A novel that lionizes the desire to be alone even as it recognizes the beauty and grace found within a family.

An inveterate loner gives up her cherished solitude for the lure of love but finds that “the strength of family ties” may bind too tightly.

When we first meet the narrator of this tightly controlled meditation on sensuality, passion, and duty, she is squatting alone in the rain waiting for the freighter that will take her away from her temporary job as a mess-hall cook at an isolated camp on the Chilean coast and into an uncertain future. Taciturn, self-reliant, and stubborn, our narrator has come to the tip of the world in search of “true zero,” a place where she can stop “pretend[ing] life had a structure.” Though her three-month contract at the camp has ended, she refuses to return to the “devastating possibility of the same old job” and instead signs on as the freighter’s cook, spending the next few years traveling up and down the South American coast.
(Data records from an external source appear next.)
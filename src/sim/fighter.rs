//! A single combatant
//!
//! Owns position, vertical velocity, combat flags and animation state. The
//! only way another fighter affects it is through `apply_damage`.

use glam::Vec2;
use serde::{Deserialize, Serialize};

use super::animation::{ActionInputs, AnimationState, AttackKind, ClipEnd, derive_action};
use super::combat::{ApplyDamage, AttackOutcome, resolve_attack};
use super::rect::Rect;
use super::state::PlayerSlot;
use super::tick::FighterIntent;
use crate::character::CharacterData;
use crate::error::CharacterError;
use crate::tuning::Tuning;

/// Direction a fighter faces; derived each frame from the opponent's position
#[derive(Debug, Clone, Copy, PartialEq, Eq, Serialize, Deserialize)]
pub enum Facing {
    Left,
    Right,
}

impl Facing {
    /// Sprites are drawn facing right; left means mirrored
    pub fn is_flipped(self) -> bool {
        self == Facing::Left
    }
}

/// Start-of-round placement
#[derive(Debug, Clone, Copy, PartialEq, Serialize, Deserialize)]
pub struct Spawn {
    /// Top-left corner of the bounding box
    pub position: Vec2,
    pub facing: Facing,
}

impl Spawn {
    pub fn new(position: Vec2, facing: Facing) -> Self {
        Self { position, facing }
    }
}

/// Health and attack bookkeeping
#[derive(Debug, Clone, Copy, PartialEq, Serialize, Deserialize)]
pub struct CombatState {
    /// Set while an attack clip plays, holding the attack that started it
    pub attacking: Option<AttackKind>,
    /// Frames until another attack may start
    pub attack_cooldown: u32,
    /// Set by a landed hit, cleared when the hit reaction finishes
    pub hit: bool,
    pub health: u32,
    pub alive: bool,
}

impl CombatState {
    fn fresh(max_health: u32) -> Self {
        Self {
            attacking: None,
            attack_cooldown: 0,
            hit: false,
            health: max_health,
            alive: true,
        }
    }
}

#[derive(Debug, Clone, Serialize, Deserialize)]
pub struct Fighter {
    slot: PlayerSlot,
    character: CharacterData,
    tuning: Tuning,
    body: Rect,
    vel_y: f32,
    facing: Facing,
    running: bool,
    airborne: bool,
    combat: CombatState,
    animation: AnimationState,
}
//! Match state and core simulation types
//!
//! Everything a renderer or audio layer needs to read after a tick lives here.

use glam::Vec2;
use serde::{Deserialize, Serialize};

use super::fighter::{Facing, Fighter, Spawn};
use crate::character::CharacterData;
use crate::consts::*;
use crate::error::CharacterError;
use crate::tuning::Tuning;

/// Which side of the keyboard a fighter belongs to
#[derive(Debug, Clone, Copy, PartialEq, Eq, Hash, Serialize, Deserialize)]
pub enum PlayerSlot {
    One,
    Two,
}

impl PlayerSlot {
    pub const ALL: [PlayerSlot; 2] = [PlayerSlot::One, PlayerSlot::Two];

    pub fn index(self) -> usize {
        match self {
            PlayerSlot::One => 0,
            PlayerSlot::Two => 1,
        }
    }

    pub fn opponent(self) -> PlayerSlot {
        match self {
            PlayerSlot::One => PlayerSlot::Two,
            PlayerSlot::Two => PlayerSlot::One,
        }
    }
}

/// Current phase of the round cycle
#[derive(Debug, Clone, Copy, PartialEq, Eq, Serialize, Deserialize)]
pub enum RoundPhase {
    /// Countdown running, controls locked
    Intro,
    /// Fighting
    Active,
    /// A fighter died; waiting to reset
    RoundOver,
}

/// Round bookkeeping owned by the orchestrator
#[derive(Debug, Clone, PartialEq, Serialize, Deserialize)]
pub struct RoundState {
    pub phase: RoundPhase,
    /// Countdown value, decremented once per intro step
    pub intro_counter: u32,
    /// Seconds since the last countdown step
    pub intro_timer: f32,
    /// Seconds since the round ended
    pub round_over_elapsed: f32,
    /// Rounds won, indexed by `PlayerSlot::index`
    pub score: [u32; 2],
    /// 1-based round number
    pub round: u32,
}

impl RoundState {
    pub fn new(intro_count: u32) -> Self {
        let mut round = Self {
            phase: RoundPhase::Intro,
            intro_counter: 0,
            intro_timer: 0.0,
            round_over_elapsed: 0.0,
            score: [0, 0],
            round: 1,
        };
        round.start_intro(intro_count);
        round
    }

    /// Enter the intro countdown (a zero count skips straight to combat)
    pub fn start_intro(&mut self, intro_count: u32) {
        self.intro_counter = intro_count;
        self.intro_timer = 0.0;
        self.round_over_elapsed = 0.0;
        self.phase = if intro_count == 0 {
            RoundPhase::Active
        } else {
            RoundPhase::Intro
        };
    }

    pub fn is_round_over(&self) -> bool {
        self.phase == RoundPhase::RoundOver
    }

    /// Movement and attack intent are ignored outside `Active`
    pub fn controls_locked(&self) -> bool {
        self.phase != RoundPhase::Active
    }

    pub fn score_of(&self, slot: PlayerSlot) -> u32 {
        self.score[slot.index()]
    }
}

/// Something that happened during a tick, for audio and UI layers
#[derive(Debug, Clone, PartialEq, Serialize, Deserialize)]
pub enum GameEvent {
    /// First countdown step of a round
    IntroStarted,
    /// Countdown finished, fighting begins
    RoundStarted { round: u32 },
    /// A fighter started an attack (plays whether or not it lands)
    Swing { attacker: PlayerSlot },
    /// An attack connected
    Hit {
        attacker: PlayerSlot,
        amount: u32,
        target_health: u32,
    },
    /// One or both fighters died; `winners` got a point each
    RoundOver { winners: Vec<PlayerSlot> },
    /// Fighters were put back at their spawns
    RoundReset { round: u32 },
}

/// Complete match state (deterministic, serializable)
#[derive(Debug, Clone, Serialize, Deserialize)]
pub struct MatchState {
    /// Fighters indexed by `PlayerSlot::index`
    pub fighters: [Fighter; 2],
    pub round: RoundState,
    /// Arena (window) size; fighters are clamped inside it
    pub arena: Vec2,
    /// Where each fighter starts every round
    pub spawns: [Spawn; 2],
    pub tuning: Tuning,
    /// Simulation tick counter
    pub time_ticks: u64,
    /// Events produced by the most recent tick
    #[serde(skip)]
    pub events: Vec<GameEvent>,
}

impl MatchState {
    /// Create a match on the default arena with the default spawns
    pub fn new(
        p1: CharacterData,
        p2: CharacterData,
        tuning: Tuning,
    ) -> Result<Self, CharacterError> {
        Self::with_arena(p1, p2, tuning, crate::default_arena())
    }

    pub fn with_arena(
        p1: CharacterData,
        p2: CharacterData,
        tuning: Tuning,
        arena: Vec2,
    ) -> Result<Self, CharacterError> {
        let spawns = [
            Spawn::new(Vec2::new(P1_SPAWN_X, P1_SPAWN_Y), Facing::Right),
            Spawn::new(Vec2::new(P2_SPAWN_X, P2_SPAWN_Y), Facing::Left),
        ];
        let fighters = [
            Fighter::new(PlayerSlot::One, spawns[0], p1, tuning)?,
            Fighter::new(PlayerSlot::Two, spawns[1], p2, tuning)?,
        ];
        Ok(Self {
            fighters,
            round: RoundState::new(tuning.intro_count),
            arena,
            spawns,
            tuning,
            time_ticks: 0,
            events: Vec::new(),
        })
    }

    pub fn fighter(&self, slot: PlayerSlot) -> &Fighter {
        &self.fighters[slot.index()]
    }

    /// Put both fighters back at their spawns and restart the intro
    pub fn reset_round(&mut self) {
        for (fighter, spawn) in self.fighters.iter_mut().zip(self.spawns) {
            fighter.reset(spawn);
        }
        self.round.round += 1;
        self.round.start_intro(self.tuning.intro_count);
        log::info!(
            "Round {} (score {} - {})",
            self.round.round,
            self.round.score[0],
            self.round.score[1]
        );
        self.events.push(GameEvent::RoundReset {
            round: self.round.round,
        });
    }
}
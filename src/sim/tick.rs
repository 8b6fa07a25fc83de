//! Per-frame simulation tick
//!
//! Runs the round cycle: intro countdown, combat, round-over pause, reset.
//! Each tick is strictly sequential: player one moves and its swing is
//! applied before player two moves, then both animate, then the round is
//! checked.

use glam::Vec2;
use serde::{Deserialize, Serialize};

use super::animation::AttackKind;
use super::fighter::Fighter;
use super::state::{GameEvent, MatchState, PlayerSlot, RoundPhase};

/// Slack for timers accumulated from non-representable steps (60 * 1/60 < 1.0)
const TIMER_EPSILON: f32 = 1e-4;

/// Decoded input for one fighter for one frame
#[derive(Debug, Clone, Copy, Default, PartialEq, Eq, Serialize, Deserialize)]
pub struct FighterIntent {
    pub move_left: bool,
    pub move_right: bool,
    pub jump: bool,
    pub attack_primary: bool,
    pub attack_secondary: bool,
}

impl FighterIntent {
    /// Attack requested this frame; primary wins when both are held
    pub fn attack_kind(&self) -> Option<AttackKind> {
        if self.attack_primary {
            Some(AttackKind::Primary)
        } else if self.attack_secondary {
            Some(AttackKind::Secondary)
        } else {
            None
        }
    }
}

/// Input commands for a single tick, indexed by `PlayerSlot::index`
#[derive(Debug, Clone, Copy, Default, PartialEq, Eq, Serialize, Deserialize)]
pub struct TickInput {
    pub players: [FighterIntent; 2],
}

impl TickInput {
    pub fn new(p1: FighterIntent, p2: FighterIntent) -> Self {
        Self { players: [p1, p2] }
    }

    pub fn intent(&self, slot: PlayerSlot) -> &FighterIntent {
        &self.players[slot.index()]
    }
}

/// Advance the match by one frame of `dt` seconds
pub fn tick(state: &mut MatchState, input: &TickInput, dt: f32) {
    state.events.clear();
    state.time_ticks += 1;

    // Decided before the intro advances, so the frame the countdown ends is
    // still locked
    let locked = state.round.controls_locked();
    if state.round.phase == RoundPhase::Intro {
        advance_intro(state, dt);
    }

    let arena = state.arena;
    let [p1, p2] = &mut state.fighters;
    step_fighter(p1, p2, input.intent(PlayerSlot::One), arena, locked, &mut state.events);
    step_fighter(p2, p1, input.intent(PlayerSlot::Two), arena, locked, &mut state.events);

    p1.update(dt);
    p2.update(dt);

    if state.round.is_round_over() {
        state.round.round_over_elapsed += dt;
        if state.round.round_over_elapsed + TIMER_EPSILON >= state.tuning.round_over_delay {
            state.reset_round();
        }
    } else {
        check_round_over(state);
    }
}

/// Move one fighter and apply any damage its swing dealt to the other
fn step_fighter(
    attacker: &mut Fighter,
    defender: &mut Fighter,
    intent: &FighterIntent,
    arena: Vec2,
    locked: bool,
    events: &mut Vec<GameEvent>,
) {
    let Some(outcome) = attacker.move_step(intent, arena, defender, locked) else {
        return;
    };
    events.push(GameEvent::Swing {
        attacker: attacker.slot(),
    });
    if let Some(damage) = outcome.damage {
        defender.apply_damage(damage);
        events.push(GameEvent::Hit {
            attacker: attacker.slot(),
            amount: damage.amount,
            target_health: defender.health(),
        });
    }
}

fn advance_intro(state: &mut MatchState, dt: f32) {
    let round = &mut state.round;
    round.intro_timer += dt;
    if round.intro_timer + TIMER_EPSILON < state.tuning.intro_step {
        return;
    }
    if round.intro_counter == state.tuning.intro_count {
        state.events.push(GameEvent::IntroStarted);
    }
    round.intro_counter = round.intro_counter.saturating_sub(1);
    // Carry the remainder so steps stay on a fixed cadence
    round.intro_timer = (round.intro_timer - state.tuning.intro_step).max(0.0);
    if round.intro_counter == 0 {
        round.phase = RoundPhase::Active;
        log::info!("Round {} fight!", round.round);
        state.events.push(GameEvent::RoundStarted { round: round.round });
    }
}

/// Score every death and enter the round-over pause
fn check_round_over(state: &mut MatchState) {
    let winners: Vec<PlayerSlot> = PlayerSlot::ALL
        .into_iter()
        .filter(|slot| !state.fighter(*slot).is_alive())
        .map(PlayerSlot::opponent)
        .collect();
    if winners.is_empty() {
        return;
    }

    for winner in &winners {
        state.round.score[winner.index()] += 1;
    }
    state.round.phase = RoundPhase::RoundOver;
    state.round.round_over_elapsed = 0.0;
    log::info!(
        "Round {} over, winners {:?}, score {} - {}",
        state.round.round,
        winners,
        state.round.score[0],
        state.round.score[1]
    );
    state.events.push(GameEvent::RoundOver { winners });
}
This itinerant life satisfies with its repetitive labor, its lack of expectations beyond the immediate needs of the body, the beauty of its vistas that can be appreciated from afar; but then our narrator meets Samsa, a young Icelandic woman with “white-blonde hair [and] swimmer’s shoulders,” in a port city cafe and falls in instant lust. Her feelings are reciprocated, and she soon becomes involved in an elliptical relationship with Samsa, who renames her Boulder after the “large, solitary rocks in southern Patagonia, pieces of world left over after creation, isolated and exposed to every element.” When Samsa accepts a position in Reykjavík, Boulder moves there with her and tries to settle into a landlocked life, rocked only by the swells of her passion for her lover. Samsa, however, wants to expand and solidify their family with a little yellow house on the outskirts of the city and a baby whose arrival will erase everything that came before but replace it with nothing as solid as “the strength of [the] family ties” that Samsa so fondly imagines for them. Boulder’s emotional isolation coupled with the poetic intensity of her sexuality makes her a striking character, unique in action and in thought, and the prose lilts in truly surprising ways as it navigates the plot’s more familiar tropes of love and desire, dedication and alienation. The book is a modern love story—global, queer, existential in its moral hierarchies—but it is also a rumination on those two most ancient of words: lover and mother.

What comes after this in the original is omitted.